Go through the records and filter out every line lacking the word "deadline"; copy the lines that remain.
|---|
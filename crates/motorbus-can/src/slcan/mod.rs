//! SLCAN 串口适配器
//!
//! 支持 LAWICEL 协议的 USB-CAN 串口设备（CANable、USB2CAN 等）。
//! 串口波特率对 USB CDC 设备无意义，CAN 总线波特率通过 `S{n}` 命令设置。

use crate::{CanAdapter, CanDeviceError, CanDeviceErrorKind, CanError, MotorFrame};
use crate::{RxAdapter, SplittableAdapter, TxAdapter};
use serialport::SerialPort;
use std::io::{self, Read, Write};
use std::time::{Duration, Instant};
use tracing::{debug, trace, warn};

pub mod codec;

use codec::{CMD_CLOSE, CMD_OPEN, SlcanDecoder, SlcanEvent, bitrate_command, encode_frame};

/// 串口线路速率（USB CDC 设备忽略此值）
const SERIAL_BAUD: u32 = 115_200;

/// 等待命令应答的最长时间
const ACK_TIMEOUT: Duration = Duration::from_millis(500);

/// 单次 read 的最长阻塞时间
const READ_SLICE: Duration = Duration::from_millis(10);

/// SLCAN 适配器
///
/// ```no_run
/// use motorbus_can::{CanAdapter, SlcanAdapter};
///
/// let mut adapter = SlcanAdapter::open("/dev/ttyACM0").unwrap();
/// adapter.configure(250_000).unwrap();
/// ```
pub struct SlcanAdapter {
    port: Box<dyn SerialPort>,
    path: String,
    decoder: SlcanDecoder,
    /// 是否已发送 `O`（打开通道）
    opened: bool,
}

impl SlcanAdapter {
    /// 打开串口设备
    ///
    /// 先发送一次 `C` 关闭可能残留的通道，应答忽略。
    pub fn open(path: impl Into<String>) -> Result<Self, CanError> {
        let path = path.into();
        let port = serialport::new(&path, SERIAL_BAUD)
            .timeout(READ_SLICE)
            .open()
            .map_err(|e| map_serial_error(e, &path))?;

        let mut adapter = Self {
            port,
            path,
            decoder: SlcanDecoder::new(),
            opened: false,
        };
        adapter.write_command(CMD_CLOSE)?;
        adapter.drain(Duration::from_millis(50));
        debug!("SLCAN device '{}' opened", adapter.path);
        Ok(adapter)
    }

    pub fn path(&self) -> &str {
        &self.path
    }

    fn write_command(&mut self, command: &str) -> Result<(), CanError> {
        write_all(self.port.as_mut(), command)
    }

    /// 丢弃在 `window` 内到达的全部输入
    fn drain(&mut self, window: Duration) {
        let deadline = Instant::now() + window;
        let mut buf = [0u8; 64];
        while Instant::now() < deadline {
            match self.port.read(&mut buf) {
                Ok(0) => break,
                Ok(_) => {},
                Err(_) => break,
            }
        }
        self.decoder = SlcanDecoder::new();
    }

    /// 等待命令应答
    ///
    /// 部分兼容设备对 `S`/`O` 不回应答，超时只记录警告。
    fn await_ack(&mut self, command: &str) -> Result<(), CanError> {
        let deadline = Instant::now() + ACK_TIMEOUT;
        loop {
            match read_event(self.port.as_mut(), &mut self.decoder, deadline)? {
                Some(SlcanEvent::Ack) => return Ok(()),
                Some(SlcanEvent::Error) => {
                    return Err(CanError::Device(CanDeviceError::new(
                        CanDeviceErrorKind::InvalidResponse,
                        format!(
                            "SLCAN device '{}' rejected command {:?}",
                            self.path,
                            command.trim_end()
                        ),
                    )));
                },
                Some(other) => trace!("Ignoring SLCAN event during handshake: {:?}", other),
                None => {
                    warn!(
                        "SLCAN device '{}' did not acknowledge {:?}, continuing",
                        self.path,
                        command.trim_end()
                    );
                    return Ok(());
                },
            }
        }
    }
}

impl CanAdapter for SlcanAdapter {
    /// 设置总线波特率并打开通道（`S{n}` + `O`）
    fn configure(&mut self, bitrate: u32) -> Result<(), CanError> {
        let setup = bitrate_command(bitrate).ok_or_else(|| {
            CanError::Device(CanDeviceError::new(
                CanDeviceErrorKind::UnsupportedConfig,
                format!("SLCAN does not support bitrate {} bit/s", bitrate),
            ))
        })?;

        self.write_command(setup)?;
        self.await_ack(setup)?;
        self.write_command(CMD_OPEN)?;
        self.await_ack(CMD_OPEN)?;
        self.opened = true;
        debug!("SLCAN device '{}' open at {} bit/s", self.path, bitrate);
        Ok(())
    }

    fn send(&mut self, frame: MotorFrame) -> Result<(), CanError> {
        if !self.opened {
            return Err(CanError::NotStarted);
        }
        send_frame(self.port.as_mut(), &frame)
    }

    fn receive_timeout(&mut self, timeout: Duration) -> Result<MotorFrame, CanError> {
        if !self.opened {
            return Err(CanError::NotStarted);
        }
        receive_frame(self.port.as_mut(), &mut self.decoder, timeout)
    }
}

impl SplittableAdapter for SlcanAdapter {
    type RxAdapter = SlcanRxAdapter;
    type TxAdapter = SlcanTxAdapter;

    /// 通过 `try_clone` 复制串口句柄，RX/TX 各持一份
    fn split(mut self) -> Result<(Self::RxAdapter, Self::TxAdapter), CanError> {
        if !self.opened {
            return Err(CanError::NotStarted);
        }
        let rx_port = self.port.try_clone().map_err(|e| map_serial_error(e, &self.path))?;
        let tx_port = self.port.try_clone().map_err(|e| map_serial_error(e, &self.path))?;

        // 通道关闭交由 TX 半边负责
        self.opened = false;
        let decoder = std::mem::take(&mut self.decoder);
        let path = self.path.clone();

        trace!("SlcanAdapter split into RX and TX adapters (device: {})", path);
        Ok((
            SlcanRxAdapter {
                port: Some(rx_port),
                decoder,
            },
            SlcanTxAdapter {
                port: Some(tx_port),
                path,
            },
        ))
    }
}

impl Drop for SlcanAdapter {
    fn drop(&mut self) {
        if self.opened {
            if let Err(e) = self.write_command(CMD_CLOSE) {
                warn!("Failed to close SLCAN channel on '{}': {}", self.path, e);
            }
        }
    }
}

/// 只读半边
pub struct SlcanRxAdapter {
    port: Option<Box<dyn SerialPort>>,
    decoder: SlcanDecoder,
}

impl RxAdapter for SlcanRxAdapter {
    fn receive_timeout(&mut self, timeout: Duration) -> Result<MotorFrame, CanError> {
        let port = self.port.as_mut().ok_or(CanError::NotStarted)?;
        receive_frame(port.as_mut(), &mut self.decoder, timeout)
    }

    fn close(&mut self) {
        self.port = None;
        self.decoder = SlcanDecoder::new();
    }
}

/// 只写半边，负责关闭通道
pub struct SlcanTxAdapter {
    port: Option<Box<dyn SerialPort>>,
    path: String,
}

impl TxAdapter for SlcanTxAdapter {
    fn send(&mut self, frame: MotorFrame) -> Result<(), CanError> {
        let port = self.port.as_mut().ok_or(CanError::NotStarted)?;
        send_frame(port.as_mut(), &frame)
    }

    /// 发送 `C` 关闭通道并释放串口，重复调用无副作用
    fn close(&mut self) -> Result<(), CanError> {
        let Some(mut port) = self.port.take() else {
            return Ok(());
        };
        write_all(port.as_mut(), CMD_CLOSE)?;
        debug!("SLCAN channel on '{}' closed", self.path);
        Ok(())
    }
}

impl Drop for SlcanTxAdapter {
    fn drop(&mut self) {
        if let Err(e) = self.close() {
            warn!("Failed to close SLCAN channel on '{}': {}", self.path, e);
        }
    }
}

fn write_all(port: &mut dyn SerialPort, text: &str) -> Result<(), CanError> {
    port.write_all(text.as_bytes())?;
    port.flush()?;
    Ok(())
}

fn send_frame(port: &mut dyn SerialPort, frame: &MotorFrame) -> Result<(), CanError> {
    let line = encode_frame(frame)?;
    write_all(port, &line)?;
    trace!("Sent SLCAN frame: {}", line.trim_end());
    Ok(())
}

/// 读取下一个上行事件，`deadline` 之前没有完整行则返回 `None`
fn read_event(
    port: &mut dyn SerialPort,
    decoder: &mut SlcanDecoder,
    deadline: Instant,
) -> Result<Option<SlcanEvent>, CanError> {
    let mut buf = [0u8; 64];
    loop {
        if let Some(event) = decoder.next_event() {
            return event.map(Some);
        }

        let remaining = deadline.saturating_duration_since(Instant::now());
        if remaining.is_zero() {
            return Ok(None);
        }

        port.set_timeout(remaining.min(READ_SLICE))
            .map_err(|e| CanError::Io(io::Error::other(e.to_string())))?;
        match port.read(&mut buf) {
            Ok(0) => {},
            Ok(n) => decoder.push(&buf[..n]),
            Err(e) if e.kind() == io::ErrorKind::TimedOut => {},
            Err(e) if e.kind() == io::ErrorKind::Interrupted => {},
            Err(e) if e.kind() == io::ErrorKind::BrokenPipe => {
                return Err(CanError::Device(CanDeviceError::new(
                    CanDeviceErrorKind::NoDevice,
                    format!("Serial device disconnected: {}", e),
                )));
            },
            Err(e) => return Err(CanError::Io(e)),
        }
    }
}

fn receive_frame(
    port: &mut dyn SerialPort,
    decoder: &mut SlcanDecoder,
    timeout: Duration,
) -> Result<MotorFrame, CanError> {
    let deadline = Instant::now() + timeout;
    loop {
        match read_event(port, decoder, deadline) {
            Ok(Some(SlcanEvent::Frame(frame))) => {
                trace!("Received SLCAN frame: ID=0x{:X}, len={}", frame.id, frame.len);
                return Ok(frame);
            },
            Ok(Some(SlcanEvent::Error)) => warn!("SLCAN device reported a command error"),
            Ok(Some(_)) => {},
            Ok(None) => return Err(CanError::Timeout),
            // 单行损坏不影响后续数据
            Err(CanError::Device(e)) if e.kind == CanDeviceErrorKind::InvalidResponse => {
                warn!("{}", e.message);
            },
            Err(e) => return Err(e),
        }
    }
}

fn map_serial_error(e: serialport::Error, path: &str) -> CanError {
    let kind = match e.kind() {
        serialport::ErrorKind::NoDevice => CanDeviceErrorKind::NotFound,
        serialport::ErrorKind::InvalidInput => CanDeviceErrorKind::UnsupportedConfig,
        serialport::ErrorKind::Io(io::ErrorKind::NotFound) => CanDeviceErrorKind::NotFound,
        serialport::ErrorKind::Io(io::ErrorKind::PermissionDenied) => {
            CanDeviceErrorKind::AccessDenied
        },
        serialport::ErrorKind::Io(io::ErrorKind::ResourceBusy) => CanDeviceErrorKind::Busy,
        serialport::ErrorKind::Io(_) => CanDeviceErrorKind::Backend,
        _ => CanDeviceErrorKind::Unknown,
    };
    CanError::Device(CanDeviceError::new(
        kind,
        format!("Serial port '{}': {}", path, e.description),
    ))
}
|---|
--- RESPONSE FOR THIS EXERCISE ---
        let deadline = Instant::now() + window;
        while Instant::now() < deadline {
        let deadline = Instant::now() + ACK_TIMEOUT;
            match read_event(self.port.as_mut(), &mut self.decoder, deadline)? {
/// 读取下一个上行事件，`deadline` 之前没有完整行则返回 `None`
    deadline: Instant,
        let remaining = deadline.saturating_duration_since(Instant::now());
    let deadline = Instant::now() + timeout;
        match read_event(port, decoder, deadline) {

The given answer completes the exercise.